In the listing below, pick out lines with "bundle".

*** The data ***

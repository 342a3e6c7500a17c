//! Traversal bounds.
//!
//! Walks over corrupted memory must terminate, so every walker carries a
//! node budget (and the tree walker a depth budget). The defaults are far
//! above anything a healthy kernel produces.

use std::env;

use crate::error::{KscopeError, KscopeResult};

/// Environment variable overriding [`TraversalConfig::max_list_nodes`]
pub const ENV_MAX_LIST_NODES: &str = "KSCOPE_MAX_LIST_NODES";
/// Environment variable overriding [`TraversalConfig::max_tree_nodes`]
pub const ENV_MAX_TREE_NODES: &str = "KSCOPE_MAX_TREE_NODES";
/// Environment variable overriding [`TraversalConfig::max_tree_depth`]
pub const ENV_MAX_TREE_DEPTH: &str = "KSCOPE_MAX_TREE_DEPTH";

/// Walk budgets applied by a session unless a walker overrides them
#[derive(Debug, Clone, Copy, PartialEq, Eq)]
pub struct TraversalConfig
{
    /// Nodes a list walk may visit before reporting `UnterminatedList`
    pub max_list_nodes: usize,
    /// Nodes a tree walk may visit before reporting `UnterminatedTree`
    pub max_tree_nodes: usize,
    /// Deepest a tree walk may descend
    pub max_tree_depth: usize,
}

impl Default for TraversalConfig
{
    fn default() -> Self
    {
        Self {
            max_list_nodes: 1_000_000,
            max_tree_nodes: 1_000_000,
            max_tree_depth: 128,
        }
    }
}

impl TraversalConfig
{
    /// Defaults, overridden by any `KSCOPE_MAX_*` variables that are set.
    ///
    /// ## Errors
    ///
    /// [`KscopeError::InvalidArgument`] when a variable is set but is not a
    /// positive integer.
    pub fn from_env() -> KscopeResult<Self>
    {
        let mut config = Self::default();
        if let Some(value) = read_bound(ENV_MAX_LIST_NODES)? {
            config.max_list_nodes = value;
        }
        if let Some(value) = read_bound(ENV_MAX_TREE_NODES)? {
            config.max_tree_nodes = value;
        }
        if let Some(value) = read_bound(ENV_MAX_TREE_DEPTH)? {
            config.max_tree_depth = value;
        }
        Ok(config)
    }
}

fn read_bound(name: &str) -> KscopeResult<Option<usize>>
{
    match env::var(name) {
        Ok(raw) => parse_bound(name, &raw).map(Some),
        Err(env::VarError::NotPresent) => Ok(None),
        Err(env::VarError::NotUnicode(_)) => Err(KscopeError::InvalidArgument(format!("{name} is not valid UTF-8"))),
    }
}

fn parse_bound(name: &str, raw: &str) -> KscopeResult<usize>
{
    match raw.trim().replace('_', "").parse::<usize>() {
        Ok(0) => Err(KscopeError::InvalidArgument(format!("{name} must be greater than zero"))),
        Ok(value) => Ok(value),
        Err(err) => Err(KscopeError::InvalidArgument(format!("{name}={raw:?}: {err}"))),
    }
}
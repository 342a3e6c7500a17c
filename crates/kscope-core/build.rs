//! Build script for kscope-core
//!
//! Checks the toolchain before compilation:
//! - Minimum Rust version (let-else and `Option::is_some_and` need 1.70)

fn main()
{
    let Ok(found) = rustc_version::version() else {
        // Some build environments hide the compiler version
        println!("cargo:warning=could not verify Rust version");
        return;
    };
    if let Ok(minimum) = rustc_version::Version::parse("1.70.0") {
        if found < minimum {
            panic!("kscope-core requires Rust {minimum} or newer, found {found}");
        }
    }
}
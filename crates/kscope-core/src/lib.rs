//! # kscope-core
//!
//! Typed memory object model and intrusive container traversal for kernel
//! memory images.
//!
//! This crate turns raw bytes from a memory image into typed values using
//! the kernel's debug information, including:
//! - Architecture context (pointer size, byte order, struct padding)
//! - Symbol and type resolution with late-arriving debug information
//! - Typed values with field, index, dereference and per-CPU navigation
//! - Verified walks over `list_head` lists and red-black trees
//!
//! ## Memory and debug information
//!
//! The image is reached through [`memory::MemorySource`] and described by
//! [`debuginfo::DebugInfo`]. Both are traits: dump formats and debug-info
//! formats plug in from outside. [`debuginfo::DwarfDebugInfo`] reads ELF +
//! DWARF through `object` and `gimli`.
//!
//! ## Trust model
//!
//! Image memory is untrusted. Walks check every back-link they follow and
//! stop at the first violation with the offending address; nothing is
//! skipped or repaired.

pub mod catalog;
pub mod config;
pub mod context;
pub mod debuginfo;
pub mod error;
pub mod layout;
pub mod memory;
pub mod percpu;
pub mod prelude;
pub mod session;
pub mod types;
pub mod value;
pub mod walk;

// Re-export commonly used types
pub use catalog::SymbolTypeCatalog;
pub use context::ArchitectureContext;
pub use error::{KscopeError, KscopeResult};
pub use session::Session;
pub use types::Address;
pub use value::TypedValue;
//! # Types
//!
//! Small value types shared by every layer: addresses and architecture
//! descriptions.

pub mod address;
pub mod arch;

// Re-export all public types
pub use address::Address;
pub use arch::{AlignmentRule, ArchSpec, ByteOrder, TargetArch};
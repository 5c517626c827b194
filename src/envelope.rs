//! Per-record messages passed between stages.

use chrono::{DateTime, Utc};
use serde::{Deserialize, Serialize};
use std::collections::{BTreeSet, HashMap};

use crate::task::{Task, TaskId};

/// Well-known parameter keys.
pub mod params {
    /// Id of the task whose output this task consumes.
    pub const PREVIOUS_TASK_ID: &str = "PREVIOUS_TASK_ID";
    /// Name of the schema bundle a validation stage checks against.
    pub const SCHEMA_NAME: &str = "SCHEMA_NAME";
    /// Optional version of the schema bundle.
    pub const SCHEMA_VERSION: &str = "SCHEMA_VERSION";
    /// Environment an indexing stage writes to.
    pub const TARGET_ENVIRONMENT: &str = "TARGET_INDEXING_DATABASE";
    /// Date stamped on indexed records, RFC 3339.
    pub const RECORD_DATE: &str = "RECORD_DATE";
    /// Representation name the writer persists under.
    pub const NEW_REPRESENTATION_NAME: &str = "NEW_REPRESENTATION_NAME";
    /// Mime type of the written file.
    pub const OUTPUT_MIME_TYPE: &str = "OUTPUT_MIME_TYPE";
    /// Location of the file written by the writer stage.
    pub const OUTPUT_URL: &str = "OUTPUT_URL";
    /// Provider owning the written records.
    pub const PROVIDER_ID: &str = "PROVIDER_ID";
    /// Dataset the written records are assigned to.
    pub const OUTPUT_DATASET: &str = "OUTPUT_DATASET";
    /// Authorization context forwarded to external services.
    pub const AUTHORIZATION: &str = "AUTHORIZATION_HEADER";
    /// Routing key override for partition selection.
    pub const ROUTING_KEY: &str = "ROUTING_KEY";
    /// Marks a record that should be removed rather than written.
    pub const MARKED_DELETED: &str = "MARKED_DELETED";

    pub const CLOUD_ID: &str = "CLOUD_ID";
    pub const REPRESENTATION_NAME: &str = "REPRESENTATION_NAME";
    pub const REPRESENTATION_VERSION: &str = "REPRESENTATION_VERSION";
    pub const FILE_NAME: &str = "FILE_NAME";

    /// Set by the reader, removed by the writer before forwarding.
    pub const TRANSIENT: &[&str] = &[CLOUD_ID, REPRESENTATION_NAME, REPRESENTATION_VERSION, FILE_NAME];
}

/// A revision tag attached to written records.
#[derive(Debug, Clone, PartialEq, Eq, Serialize, Deserialize)]
pub struct Revision {
    pub name: String,
    pub provider: String,
    pub timestamp: DateTime<Utc>,
    #[serde(default)]
    pub tags: BTreeSet<String>,
}

impl Revision {
    pub fn new(name: impl Into<String>, provider: impl Into<String>, timestamp: DateTime<Utc>) -> Self {
        Self {
            name: name.into(),
            provider: provider.into(),
            timestamp,
            tags: BTreeSet::new(),
        }
    }

    pub fn with_tag(mut self, tag: impl Into<String>) -> Self {
        self.tags.insert(tag.into());
        self
    }
}

/// Describes the harvesting endpoint a record came from.
#[derive(Debug, Clone, PartialEq, Eq, Serialize, Deserialize)]
pub struct HarvestDescriptor {
    pub url: String,
    pub metadata_prefix: String,
    #[serde(default)]
    pub set: Option<String>,
    #[serde(default)]
    pub from: Option<DateTime<Utc>>,
    #[serde(default)]
    pub until: Option<DateTime<Utc>>,
}

/// One record travelling through a topology.
///
/// Envelopes are owned values: a stage consumes the envelope it was given
/// and returns a new one, so redelivered duplicates never share state.
#[derive(Debug, Clone, PartialEq, Eq, Serialize, Deserialize)]
pub struct RecordEnvelope {
    pub task_id: TaskId,
    pub task_name: String,
    pub resource: String,
    #[serde(default)]
    pub payload: Option<Vec<u8>>,
    #[serde(default)]
    pub parameters: HashMap<String, String>,
    #[serde(default)]
    pub revision: Option<Revision>,
    #[serde(default)]
    pub harvesting: Option<HarvestDescriptor>,
}

impl RecordEnvelope {
    pub fn new(task_id: TaskId, task_name: impl Into<String>, resource: impl Into<String>) -> Self {
        Self {
            task_id,
            task_name: task_name.into(),
            resource: resource.into(),
            payload: None,
            parameters: HashMap::new(),
            revision: None,
            harvesting: None,
        }
    }

    /// Envelope for one resource of a task, inheriting the task's parameters.
    pub fn for_task(task: &Task, resource: impl Into<String>) -> Self {
        Self {
            task_id: task.id,
            task_name: task.name.clone(),
            resource: resource.into(),
            payload: None,
            parameters: task.parameters.clone(),
            revision: task.output_revision.clone(),
            harvesting: task.harvesting.clone(),
        }
    }

    pub fn with_payload(mut self, payload: Vec<u8>) -> Self {
        self.payload = Some(payload);
        self
    }

    pub fn with_parameter(mut self, key: &str, value: impl Into<String>) -> Self {
        self.set_parameter(key, value);
        self
    }

    pub fn parameter(&self, key: &str) -> Option<&str> {
        self.parameters.get(key).map(String::as_str)
    }

    pub fn set_parameter(&mut self, key: &str, value: impl Into<String>) {
        self.parameters.insert(key.to_string(), value.into());
    }

    pub fn remove_parameter(&mut self, key: &str) -> Option<String> {
        self.parameters.remove(key)
    }

    /// Whether the source reported this record as deleted.
    pub fn is_marked_deleted(&self) -> bool {
        self.parameter(params::MARKED_DELETED)
            .is_some_and(|v| v.eq_ignore_ascii_case("true"))
    }

    /// Key used to choose a partition.
    ///
    /// Records sharing a key land on the same partition and keep their
    /// relative order through every stage.
    pub fn routing_key(&self) -> &str {
        self.parameter(params::ROUTING_KEY).unwrap_or(&self.resource)
    }
}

*** End of The data ***

:: Solution for this exercise ::
    /// Name of the schema bundle a validation stage checks against.
    /// Optional version of the schema bundle.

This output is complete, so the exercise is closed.